Боговидение - Владимир Лосский
Шрифт:
Интервал:
Закладка:
Так же как у Василия Великого, у Григория Богослова превзойдена характерная для александрийской школы интеллектуалистическая или сверхинтеллектуалистическая мистика. Это уже не субординированная и схожая с троицей Плотина Троица Оригена, когда поднимаешься со ступени на ступень, чтобы в конце восхождения созерцать "бездну Отца", или же, как у Плотина, с Единым отождествиться. Теперь мысль соприкасается с тайной, превосходящей тайну первично "Единого": теперь она различает абсолютные соотношения, но не способна полностью "уловить" троичность: "Я еще не начал думать о Еди'нице, как Троица озаряет меня своим сиянием. Едва я начал думать о Троице, как Еди'ница снова охватывает меня. Когда Один из Трех представляется мне, я думаю, что это целое, до того мой взор заполнен Им, а остальное ускользает от меня; ибо в моем уме, слишком ограниченном, чтобы понять Одного, не имеется больше места для остального. Когда я соединяю Трех в одной и той [119] же мысли, я вижу единый светоч, но не могу разделить или рассмотреть соединенного света.

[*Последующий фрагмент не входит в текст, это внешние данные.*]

// Copyright (c) 2025 Geoffrey Huntley <ghuntley@ghuntley.com>. All rights reserved.
// SPDX-License-Identifier: Proprietary

use std::sync::atomic::{AtomicBool, Ordering};

/// Application-owned session state shared with the reconciler.
///
/// The logged-out flag is read at the start of every save so a write racing
/// a logout never reaches a tier.
#[derive(Debug, Default)]
pub struct CredentialContext {
	logged_out: AtomicBool,
}

impl CredentialContext {
	pub fn new() -> Self {
		Self::default()
	}

	pub fn mark_logged_out(&self) {
		self.logged_out.store(true, Ordering::SeqCst);
	}

	pub fn mark_logged_in(&self) {
		self.logged_out.store(false, Ordering::SeqCst);
	}

	pub fn is_logged_out(&self) -> bool {
		self.logged_out.load(Ordering::SeqCst)
	}
}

Это — не видение Бога, но, собственно говоря, это уже и не спекулятивное размышление. Мы можем сказать, что это размышление о Троице, "привитое" к созерцанию, интеллектуальное откровение в таком свете, который превосходит разумение. Св. Григорий Богослов более двух других каппадокийцев через Дидима получил александрийское наследие. Поэтому созерцание Пресвятой Троицы, которое заменяет у него видение усии, — центральная тема его учения о Боговидении, если вообще можно говорить об учении, поскольку не уточнена сама природа этого видения.
* * *Св. Григорий Нисский (ок. 335–399) принимал горячее участие в споре с Евномием, о чем свидетельствуют его двенадцать книг "Против Евномия". Так же как и его брат Василий Великий, св. Григорий Нисский утверждает, что мы не в состоянии познать, или постичь сущности вещей даже тварных. Наш ум раскрывает "собственное вещей" в той точно мере, в какой оно необходимо для нашей жизни. Если бы мы могли постигать обоснованность вещей, то были бы ослеплены творческой силой их создавших. Наш разум — всегда в движении, когда путем размышления открывает еще не известные ему свойства; но сами по себе вещи для дискурсивного познания остаются неистощимыми. Слова, имена, найденные разумом, необходимы для того, чтобы закреплять понятия вещей в нашей памяти, чтобы могли мы общаться с другими человеческими личностями. Слово теряет всю свою ценность на той грани, где прекращается познание, где мысль становится созерцанием. "Существует одно только имя, определяющее Божественную природу: изумление, которое нас охватывает, когда мы мыслим о Боге"[120].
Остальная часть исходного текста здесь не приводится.